You can extract data as well: ::

	# Get the key results of the fit 
	pw_results = pw_fit.get_results()
	pw_estimates = pw_results["estimates"]


How It Works
======================

The package implements Muggeo's iterative algorithm (Muggeo "Estimating regression models with unknown break-points" (2003)) to find breakpoints quickly. This method simultaneously fits breakpoint positions and the linear models for the different fit segments, and it gives confidence intervals for all the model estimates. See the accompanying paper for more details.

Muggeo's method doesn't always converge on the best solution - sometimes, it finds a locally optimal solution or doesn't converge at all. For this reason, the Fit method also implements a process called bootstrap restarting which involves taking a bootstrapped resample of the data to try to find a better solution. The number of times this process runs can be controlled with n_boot. To run the Fit without bootstrap restarting, set ``n_boot=0``.

If you do not have (or do not want to use) initial guesses for the number of breakpoints, you can set it to ``n_breakpoints=3``, and the algorithm will randomly generate start_values. With a 50% chance, the bootstrap restarting algorithm will either use the best currently converged breakpoints or randomly generate new ``start_values``, escaping the local optima in two ways in order to find better global optima. 

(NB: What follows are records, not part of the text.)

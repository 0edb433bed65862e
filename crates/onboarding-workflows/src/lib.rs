// Copyright (C) 2025 SyncMyOrders Sp. z o.o.
// SPDX-License-Identifier: AGPL-3.0-or-later
//! Merchant compliance onboarding on the durable runtime.
//!
//! A merchant that received its first payment has 90 days to submit an
//! identity document. The [`OnboardingProcess`] reminds the merchant on day
//! 30 and day 60, disables payments if the deadline passes without a
//! document, and otherwise verifies the document in the
//! [`IdentityVerificationProcess`] child before approving or rejecting.
//!
//! | Name | Kind | Purpose |
//! |------|------|---------|
//! | `onboarding` | process | Top-level state machine, one per merchant |
//! | `identity-verification` | process | KYC: supplier then internal checks |
//! | `document-submitted` | signal | Payload is the document id |
//! | `onboarding-status` | query | `{status, daysRemaining}` |
//!
//! # Example
//!
//! ```ignore
//! use std::sync::Arc;
//! use durable_runtime::{MemoryPersistence, Runtime};
//! use onboarding_workflows::{OnboardingProcess, StubActivities, onboarding_instance_id};
//!
//! let runtime = Runtime::builder()
//!     .persistence(Arc::new(MemoryPersistence::new()))
//!     .build()?;
//! let process = Arc::new(OnboardingProcess::new(Arc::new(StubActivities::new())));
//!
//! let id = onboarding_instance_id("MERCH-001");
//! let handle = runtime.start(&id, process, request).await?;
//! runtime.signal(&id, SIGNAL_DOCUMENT_SUBMITTED, "123456789").await?;
//! assert_eq!(handle.result().await?, "ONBOARD-MERCH-001-APPROVED");
//! ```

pub mod activities;
pub mod constants;
pub mod gateway;
pub mod identity;
pub mod models;
pub mod onboarding;
pub mod status;
pub mod timeline;

pub use activities::{Activities, SeededFaults, StubActivities, validate_document_id};
pub use constants::{
    QUERY_ONBOARDING_STATUS, SIGNAL_DOCUMENT_SUBMITTED, kyc_child_id, onboarding_instance_id,
};
pub use gateway::ActivityGateway;
pub use identity::{IdentityVerificationInput, IdentityVerificationProcess};
pub use models::{
    DocumentUpload, MerchantInfo, OnboardingOutcome, OnboardingRequest, OnboardingStatus,
    OnboardingStatusResponse, ProcessState, ReminderRequest, ReminderType, VerificationResult,
};
pub use onboarding::OnboardingProcess;
pub use status::project;
pub use timeline::Timeline;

As is often the case with fitting non-linear models, even with these measures, the algorithm is not guaranteed to converge to a global optimum. However, increasing ``n_boot`` raises the probability of global convergence at the cost of computation time.


Model Selection
==========================

In addition to the main Fit tool, the package also offers a ModelSelection option based on the Bayesian Information Criterion (BIC). This additional tool is opinionated in it's choices (e.g. using the BIC) and not as thorough as the main Fit function. In particular, the models are generated with random start_values, which can influence the model fit and give different values for the BIC. The tool can help explore other possible models but we recommend that caution and domain knowledge are used when interpreting the results.  ::

	ms = piecewise_regression.ModelSelection(x, y, max_breakpoints=6)

Example output: ::

	                 Breakpoint Model Comparision Results                 
	====================================================================================================
	n_breakpoints            BIC    converged          RSS 
	----------------------------------------------------------------------------------------------------
	0                     421.09         True       1557.4 
	1                     14.342         True       193.26 
	2                     22.825         True       191.23 
	3                     24.169         True       182.59 
	4                     29.374         True       177.73 
	5                                   False              
	6                                   False              

	Minimum BIC (Bayesian Information Criterion) suggests the best model 

The data of the model fits can be accessed in ::

    ms.models 

For a robust comparision, you could run the ModelSelection tools many times and take the lowest BIC for each model. 


Testing
============

The package includes comprehensive tests.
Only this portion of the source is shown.